REQUIRED ACTION: Nothing but the lines from the top of the following entries through the line with "use tokio::sync::Semaphore;" should be printed, exactly as they are.

Items listed in a dataset:
==========

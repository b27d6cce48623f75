use std::sync::Arc;

use async_trait::async_trait;
use base64::{engine::general_purpose::URL_SAFE_NO_PAD as BASE64_URL, Engine};
use chrono::Local;
use jsonwebtoken::{encode, Algorithm, Header};
use tokio::sync::Semaphore;
use url::Url;

use crate::{
    configuration::Config,
    error::Error,
    model::Subscription,
    provider::HTTP,
    types::{Claims, Delivery, PushHeader, SubscriptionKeys},
    vapid::VapidKeys,
};

/// VAPID token lifetime. RFC 8292 caps it at 24 hours.
const VAPID_MAX_EXPIRATION: i64 = 12 * 60 * 60;

/// Delivers one payload to one subscription.
#[async_trait]
pub trait PushTransport: Send + Sync {
    async fn deliver(&self, subscription: &Subscription, payload: &str)
        -> Delivery;
}

/// Web Push transport: VAPID signed, `aes128gcm` encrypted.
#[derive(Debug)]
pub struct WebPush {
    http: HTTP,
    vapid: Arc<VapidKeys>,
    mail_to: String,
    push_header: PushHeader,
    status_code_to_delete: Vec<u16>,
    permits: Arc<Semaphore>,
}

impl WebPush {
    pub fn new(
        config: &Config,
        vapid: Arc<VapidKeys>,
    ) -> Result<WebPush, Error> {
        let http = HTTP::new(config)?;

        Ok(WebPush {
            http,
            vapid,
            mail_to: config.mail_to.to_owned(),
            push_header: PushHeader {
                ttl: config.push_ttl,
                urgency: config.urgency,
            },
            status_code_to_delete: config.status_code_to_delete.clone(),
            permits: Arc::new(Semaphore::new(config.max_tasks)),
        })
    }

    /// Signs the VAPID token for the push service behind `endpoint`.
    pub fn vapid_token(&self, endpoint: &Url) -> Result<String, Error> {
        let aud = endpoint.origin().ascii_serialization();
        let sub = format!("mailto:{}", &self.mail_to);
        let exp = Local::now().timestamp() + VAPID_MAX_EXPIRATION;

        let claims = Claims { aud, sub, exp };
        let token = encode(
            &Header::new(Algorithm::ES256),
            &claims,
            self.vapid.encoding_key(),
        )?;

        Ok(token)
    }

    pub async fn send_push(
        &self,
        subscription: &Subscription,
        payload: &str,
    ) -> Result<u16, Error> {
        let keys = subscription.keys.clone().ok_or_else(|| {
            Error::InvalidOption {
                option: String::from("keys"),
            }
        })?;
        let keys: SubscriptionKeys = serde_json::from_value(keys)?;

        let url = Url::parse(&subscription.endpoint)?;
        if url.host().is_none() {
            return Err(Error::InvalidOption {
                option: String::from("host"),
            });
        }

        let token = self.vapid_token(&url)?;

        let p256dh = BASE64_URL.decode(keys.p256dh.trim_end_matches('='))?;
        let auth = BASE64_URL.decode(keys.auth.trim_end_matches('='))?;

        let data = ece::encrypt(&p256dh, &auth, payload.as_bytes())?;

        let _permit = self.permits.acquire().await?;
        let status = self
            .http
            .post_push(
                &subscription.endpoint,
                &token,
                self.vapid.public_key(),
                &self.push_header,
                data,
            )
            .await?;

        Ok(status)
    }
}

#[async_trait]
impl PushTransport for WebPush {
    async fn deliver(
        &self,
        subscription: &Subscription,
        payload: &str,
    ) -> Delivery {
        match self.send_push(subscription, payload).await {
            Ok(status) => classify(status, &self.status_code_to_delete),
            Err(e) => Delivery::TransientFailure(e.to_string()),
        }
    }
}

/// Maps a push service response status to a delivery outcome.
pub fn classify(status: u16, status_code_to_delete: &[u16]) -> Delivery {
    if (200..300).contains(&status) {
        return Delivery::Delivered;
    }

    if status_code_to_delete.contains(&status) {
        return Delivery::Gone(status);
    }

    Delivery::TransientFailure(format!(
        "Push service responded with status {}",
        status
    ))
}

==========

ANSWER SECTION:
repository b27d6cce48623f75
use std::sync::Arc;

use async_trait::async_trait;
use base64::{engine::general_purpose::URL_SAFE_NO_PAD as BASE64_URL, Engine};
use chrono::Local;
use jsonwebtoken::{encode, Algorithm, Header};
use tokio::sync::Semaphore;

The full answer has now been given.